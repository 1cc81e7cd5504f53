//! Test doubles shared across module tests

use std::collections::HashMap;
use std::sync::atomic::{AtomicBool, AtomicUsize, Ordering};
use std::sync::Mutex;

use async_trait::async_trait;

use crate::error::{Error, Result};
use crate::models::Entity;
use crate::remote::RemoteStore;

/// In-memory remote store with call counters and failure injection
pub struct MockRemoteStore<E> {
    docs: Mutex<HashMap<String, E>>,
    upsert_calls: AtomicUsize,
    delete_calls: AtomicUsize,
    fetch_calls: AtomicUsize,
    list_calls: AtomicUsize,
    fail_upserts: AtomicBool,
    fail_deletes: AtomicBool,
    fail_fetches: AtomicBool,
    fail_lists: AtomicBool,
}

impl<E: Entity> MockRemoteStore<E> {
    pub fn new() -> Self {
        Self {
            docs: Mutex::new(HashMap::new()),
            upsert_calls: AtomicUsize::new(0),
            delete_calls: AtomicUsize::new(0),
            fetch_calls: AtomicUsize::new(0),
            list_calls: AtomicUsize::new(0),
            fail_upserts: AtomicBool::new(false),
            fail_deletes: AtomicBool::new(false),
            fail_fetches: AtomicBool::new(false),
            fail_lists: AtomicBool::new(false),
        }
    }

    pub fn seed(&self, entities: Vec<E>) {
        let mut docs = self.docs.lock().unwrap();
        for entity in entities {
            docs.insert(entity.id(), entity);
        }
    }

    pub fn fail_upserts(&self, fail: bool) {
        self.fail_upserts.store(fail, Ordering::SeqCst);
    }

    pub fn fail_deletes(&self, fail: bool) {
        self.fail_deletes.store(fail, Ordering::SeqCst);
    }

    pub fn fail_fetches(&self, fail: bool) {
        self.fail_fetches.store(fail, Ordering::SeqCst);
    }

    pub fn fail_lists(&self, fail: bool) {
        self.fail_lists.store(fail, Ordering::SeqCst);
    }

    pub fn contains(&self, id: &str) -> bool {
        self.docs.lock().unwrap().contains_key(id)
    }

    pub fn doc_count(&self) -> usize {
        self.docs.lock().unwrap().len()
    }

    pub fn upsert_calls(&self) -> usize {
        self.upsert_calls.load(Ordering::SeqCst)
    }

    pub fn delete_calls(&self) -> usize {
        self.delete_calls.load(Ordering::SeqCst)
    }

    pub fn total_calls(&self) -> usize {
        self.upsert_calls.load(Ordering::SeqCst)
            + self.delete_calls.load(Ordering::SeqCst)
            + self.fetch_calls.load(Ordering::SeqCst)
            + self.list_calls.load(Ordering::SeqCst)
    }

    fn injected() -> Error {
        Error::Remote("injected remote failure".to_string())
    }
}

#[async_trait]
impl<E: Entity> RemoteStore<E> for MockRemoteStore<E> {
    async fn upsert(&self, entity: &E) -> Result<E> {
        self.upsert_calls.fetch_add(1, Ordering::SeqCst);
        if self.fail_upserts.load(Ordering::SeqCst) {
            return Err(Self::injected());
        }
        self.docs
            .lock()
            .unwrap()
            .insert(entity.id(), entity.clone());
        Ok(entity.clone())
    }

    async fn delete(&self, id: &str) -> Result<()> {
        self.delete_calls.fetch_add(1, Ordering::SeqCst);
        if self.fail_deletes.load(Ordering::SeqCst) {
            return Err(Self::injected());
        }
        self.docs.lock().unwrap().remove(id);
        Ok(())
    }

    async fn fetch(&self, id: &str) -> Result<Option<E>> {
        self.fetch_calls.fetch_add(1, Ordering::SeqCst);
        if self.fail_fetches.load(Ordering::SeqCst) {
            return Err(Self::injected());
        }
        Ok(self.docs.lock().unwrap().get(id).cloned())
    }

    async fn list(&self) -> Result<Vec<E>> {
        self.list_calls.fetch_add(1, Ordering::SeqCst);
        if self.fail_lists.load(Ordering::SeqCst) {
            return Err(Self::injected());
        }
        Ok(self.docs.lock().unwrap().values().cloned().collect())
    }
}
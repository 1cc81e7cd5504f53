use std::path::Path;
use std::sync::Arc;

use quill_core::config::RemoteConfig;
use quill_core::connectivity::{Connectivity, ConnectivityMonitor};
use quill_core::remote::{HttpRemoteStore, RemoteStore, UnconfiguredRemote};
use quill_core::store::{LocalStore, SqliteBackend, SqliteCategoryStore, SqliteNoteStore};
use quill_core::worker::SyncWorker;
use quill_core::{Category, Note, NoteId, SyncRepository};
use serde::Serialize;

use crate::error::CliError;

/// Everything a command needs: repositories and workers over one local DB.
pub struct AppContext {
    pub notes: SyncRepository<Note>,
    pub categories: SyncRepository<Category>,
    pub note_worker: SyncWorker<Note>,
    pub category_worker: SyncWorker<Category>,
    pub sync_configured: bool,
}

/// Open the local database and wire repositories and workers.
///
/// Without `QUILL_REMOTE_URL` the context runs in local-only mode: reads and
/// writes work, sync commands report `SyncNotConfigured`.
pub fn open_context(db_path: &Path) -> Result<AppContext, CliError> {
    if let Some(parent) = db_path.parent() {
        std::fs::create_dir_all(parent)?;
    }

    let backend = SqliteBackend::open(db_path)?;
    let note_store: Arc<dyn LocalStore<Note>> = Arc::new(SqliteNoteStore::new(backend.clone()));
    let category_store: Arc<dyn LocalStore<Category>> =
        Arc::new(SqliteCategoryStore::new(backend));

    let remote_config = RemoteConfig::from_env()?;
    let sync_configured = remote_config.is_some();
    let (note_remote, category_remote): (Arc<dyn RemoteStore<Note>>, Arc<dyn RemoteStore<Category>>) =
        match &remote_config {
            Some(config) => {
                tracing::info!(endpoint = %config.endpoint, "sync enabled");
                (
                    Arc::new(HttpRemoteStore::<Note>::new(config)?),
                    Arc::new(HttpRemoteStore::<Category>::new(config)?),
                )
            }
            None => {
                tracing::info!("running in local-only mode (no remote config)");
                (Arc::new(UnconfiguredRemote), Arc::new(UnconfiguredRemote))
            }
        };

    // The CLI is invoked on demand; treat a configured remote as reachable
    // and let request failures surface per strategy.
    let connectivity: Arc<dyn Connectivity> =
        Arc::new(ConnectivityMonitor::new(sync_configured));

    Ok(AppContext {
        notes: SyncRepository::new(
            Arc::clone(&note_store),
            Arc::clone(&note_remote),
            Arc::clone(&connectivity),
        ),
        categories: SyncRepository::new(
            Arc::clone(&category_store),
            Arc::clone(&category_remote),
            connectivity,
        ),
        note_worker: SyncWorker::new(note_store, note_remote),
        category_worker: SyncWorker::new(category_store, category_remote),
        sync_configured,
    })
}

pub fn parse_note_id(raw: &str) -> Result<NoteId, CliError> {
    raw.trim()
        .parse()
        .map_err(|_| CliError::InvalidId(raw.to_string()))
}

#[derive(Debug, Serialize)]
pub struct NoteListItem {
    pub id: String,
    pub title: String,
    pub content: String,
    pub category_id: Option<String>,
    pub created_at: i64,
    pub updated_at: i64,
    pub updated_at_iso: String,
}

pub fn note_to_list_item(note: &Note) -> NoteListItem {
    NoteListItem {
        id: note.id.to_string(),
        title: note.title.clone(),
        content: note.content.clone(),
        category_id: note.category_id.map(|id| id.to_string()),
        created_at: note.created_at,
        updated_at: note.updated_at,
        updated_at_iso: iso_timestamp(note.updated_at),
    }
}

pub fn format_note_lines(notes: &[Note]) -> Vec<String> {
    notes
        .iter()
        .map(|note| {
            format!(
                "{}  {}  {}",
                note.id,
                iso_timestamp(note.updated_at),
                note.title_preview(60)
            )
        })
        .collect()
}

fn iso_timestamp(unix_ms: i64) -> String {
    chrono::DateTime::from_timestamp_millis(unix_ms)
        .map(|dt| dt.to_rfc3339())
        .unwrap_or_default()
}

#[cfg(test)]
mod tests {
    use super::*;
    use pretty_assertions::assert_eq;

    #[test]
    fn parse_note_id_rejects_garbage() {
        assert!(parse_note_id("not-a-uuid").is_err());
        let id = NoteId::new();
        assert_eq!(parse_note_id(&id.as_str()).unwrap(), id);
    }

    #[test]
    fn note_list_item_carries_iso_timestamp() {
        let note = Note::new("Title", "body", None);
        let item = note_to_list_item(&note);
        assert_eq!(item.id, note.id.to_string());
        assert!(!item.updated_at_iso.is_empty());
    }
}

■ ■ ■ ■

▸ **WHAT YOU WILL DO**
Only these lines should appear in the reply: the one containing "use pretty_assertions::assert_eq;", the last line of the data, and all lines between them, each copied exactly.

▸ **EXERCISE OUTPUT**
    use pretty_assertions::assert_eq;

    #[test]
    fn parse_note_id_rejects_garbage() {
        assert!(parse_note_id("not-a-uuid").is_err());
        let id = NoteId::new();
        assert_eq!(parse_note_id(&id.as_str()).unwrap(), id);
    }

    #[test]
    fn note_list_item_carries_iso_timestamp() {
        let note = Note::new("Title", "body", None);
        let item = note_to_list_item(&note);
        assert_eq!(item.id, note.id.to_string());
        assert!(!item.updated_at_iso.is_empty());
    }
}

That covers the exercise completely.